=== INPUT ===
fn draw_label(svg: &mut String, station: &Station, manifest: &Manifest) -> Result<()> {
    if station.name.is_empty() {
        return Ok(());
    }
    let (anchor, alignment, direction) = match (
        station.label_anchor(manifest.frame_radius),
        station.label_alignment(),
        station.label_direction,
    ) {
        (Some(anchor), Some(alignment), Some(direction)) => (anchor, alignment, direction),
        _ => return Ok(()),
    };
    let text_anchor = match alignment {
        LabelAlignment::Start => "start",
        LabelAlignment::Middle => "middle",
        LabelAlignment::End => "end",
    };
    // Labels above the station grow upwards, labels below grow downwards
    let (_, dy) = direction.unit_vector();
    let baseline = if dy > 0.0 {
        "text-after-edge"
    } else if dy < 0.0 {
        "text-before-edge"
    } else {
        "middle"
    };

    let lines = name_lines(&station.name);
    let font_size = manifest.style.font_size;
    // Stack lines away from the station when the label is above it
    let first_line_y = if dy > 0.0 {
        -(lines.len() as f64 - 1.0) * font_size
    } else if dy < 0.0 {
        0.0
    } else {
        -(lines.len() as f64 - 1.0) * font_size / 2.0
    };
    let pt = flip(anchor);
    write!(
        svg,
        r#"<text x="{}" y="{}" text-anchor="{}" dominant-baseline="{}">"#,
        pt.x(),
        pt.y() + first_line_y,
        text_anchor,
        baseline
    )?;
    write_tspans(svg, pt.x(), &lines, font_size)?;
    writeln!(svg, "</text>")?;
    Ok(())
}

fn escape(raw: &str) -> String {
    raw.replace('&', "&amp;")
        .replace('<', "&lt;")
        .replace('>', "&gt;")
        .replace('"', "&quot;")
}

#[cfg(test)]
mod tests {
    use abstutil::Timer;
    use geom::{Direction, GridPt};
    use metro_model::{
        AreaLabel, GeoShape, Geography, MetroLine, RouteType, Sign, StationAnchor,
    };

    use super::*;
    use crate::manifest::Style;

    fn anchor(name: &str, x: i64, y: i64, travel: Direction, label: Direction) -> StationAnchor {
        StationAnchor {
            pos: GridPt::new(x, y),
            travel,
            label: Some(label),
            name: BilingualName::new(name, "站"),
            sign: Sign::Station,
        }
    }

    fn manifest(geography: Geography) -> Manifest {
        Manifest {
            name: "Test".to_string(),
            arc_radius: 0.5,
            frame_radius: 0.5,
            style: Style::default(),
            lines: Vec::new(),
            geography,
        }
    }

    fn small_map() -> MetroMap {
        let lines = vec![MetroLine {
            id: 1,
            name: "Red & Blue".to_string(),
            name_chn: None,
            color: Color(228, 0, 43),
            sub_color: Some(Color::WHITE),
            route_type: RouteType::Line,
            arc_radius: 0.5,
            anchors: vec![
                anchor("West", 0, 0, Direction::E, Direction::S),
                anchor("North <1>", 2, 2, Direction::N, Direction::E),
            ],
        }];
        MetroMap::build(&lines, &mut Timer::throwaway()).unwrap()
    }

    #[test]
    fn draw_small_map() {
        let svg = render_svg(&small_map(), &manifest(Geography::default())).unwrap();
        assert!(svg.starts_with("<svg"));
        assert!(svg.trim_end().ends_with("</svg>"));
        // The main stroke and the sub-color stripe
        assert_eq!(svg.matches("<path").count(), 2);
        assert!(svg.contains(r#"d="M 0 0 L 1.5 0 A 0.5 0.5 0 0 0 2 -0.5 L 2 -2""#));
        assert!(svg.contains("<title>Red &amp; Blue</title>"));
        assert_eq!(svg.matches("<circle").count(), 2);
        assert!(svg.contains("North &lt;1&gt;"));
        assert!(svg.contains(r#"text-anchor="start""#));
        assert!(svg.contains(r#"text-anchor="middle""#));
        assert!(!svg.contains(r#"<g id="geography">"#));
    }

    #[test]
    fn interchange_gets_a_dot_per_line() {
        let lines = vec![
            MetroLine {
                id: 1,
                name: "Red".to_string(),
                name_chn: Some("红线".to_string()),
                color: Color(228, 0, 43),
                sub_color: None,
                route_type: RouteType::Line,
                arc_radius: 0.5,
                anchors: vec![
                    anchor("West", 0, 2, Direction::E, Direction::S),
                    anchor("Cross", 2, 2, Direction::E, Direction::SE),
                    anchor("East", 4, 2, Direction::E, Direction::S),
                ],
            },
            MetroLine {
                id: 2,
                name: "Green".to_string(),
                name_chn: Some("绿线".to_string()),
                color: Color(0, 150, 64),
                sub_color: Some(Color::WHITE),
                route_type: RouteType::Line,
                arc_radius: 0.5,
                anchors: vec![
                    anchor("South", 2, 0, Direction::N, Direction::E),
                    anchor("Cross", 2, 2, Direction::N, Direction::SE),
                    anchor("North", 2, 4, Direction::N, Direction::E),
                ],
            },
        ];
        let map = MetroMap::build(&lines, &mut Timer::throwaway()).unwrap();
        let svg = render_svg(&map, &manifest(Geography::default())).unwrap();
        assert!(svg.contains("<title>Green (绿线)</title>"));
        // 4 ordinary stations, a dot for each line at the interchange, and the sub-color dot
        assert_eq!(svg.matches("<circle").count(), 4 + 2 + 1);
        let red = svg
            .find(r##"<circle cx="1.75" cy="-2" r="0.2" fill="#e4002b"/>"##)
            .unwrap();
        let green = svg
            .find(r##"<circle cx="2.25" cy="-2" r="0.2" fill="#009640"/>"##)
            .unwrap();
        let stripe = svg
            .find(r##"<circle cx="2.25" cy="-2" r="0.1" fill="#ffffff"/>"##)
            .unwrap();
        assert!(red < green && green < stripe);
        // The frame is still drawn underneath
        assert!(svg.find(r#"rx="0.5""#).unwrap() < red);
    }

    #[test]
    fn geography_goes_underneath() {
        let geography = Geography {
            shapes: vec![
                GeoShape {
                    kind: ShapeKind::River,
                    name: Some("Pearl".to_string()),
                    arc_radius: 1.0,
                    width: Some(0.6),
                    points: vec![(0.0, -2.0), (6.0, -2.0)],
                    frame_corners: Vec::new(),
                },
                GeoShape {
                    kind: ShapeKind::Island,
                    name: None,
                    arc_radius: 1.0,
                    width: None,
                    points: vec![(4.0, 4.0), (8.0, 4.0), (8.0, 8.0), (4.0, 8.0)],
                    frame_corners: Vec::new(),
                },
            ],
            labels: vec![AreaLabel {
                kind: AreaKind::Water,
                name: BilingualName::new("Still Lake", "静湖"),
                center: (6.0, 6.0),
            }],
        };
        let svg = render_svg(&small_map(), &manifest(geography)).unwrap();
        assert_eq!(svg.matches("<path").count(), 2 + 2);

        // Land before rivers, no matter the order they're listed in
        let island = svg.find(r#"<path d="M 5 -4 "#).unwrap();
        let river = svg
            .find(r##"<path d="M 0 2 L 6 2" fill="none" stroke="#d9ebf7" stroke-width="0.6""##)
            .unwrap();
        assert!(island < river);
        let label = svg
            .find(r##"<text x="6" y="-6.75" fill="#5dbcda"><tspan x="6" dy="0">静湖</tspan>"##)
            .unwrap();
        assert!(river < label);
        assert!(label < svg.find(r#"<g id="routes""#).unwrap());
        // The island sticks out past the routes
        assert!(svg.contains(r#"viewBox="-3 -11 14 16""#));
    }

    #[test]
    fn escaping() {
        assert_eq!(escape(r#"A & "B""#), "A &amp; &quot;B&quot;");
    }
}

=== TASK DESCRIPTION ===
Gather from the entries above all lines that include the string "Cross".

=== THE COMPLETED TASK ===
                    anchor("Cross", 2, 2, Direction::E, Direction::SE),
                    anchor("Cross", 2, 2, Direction::N, Direction::SE),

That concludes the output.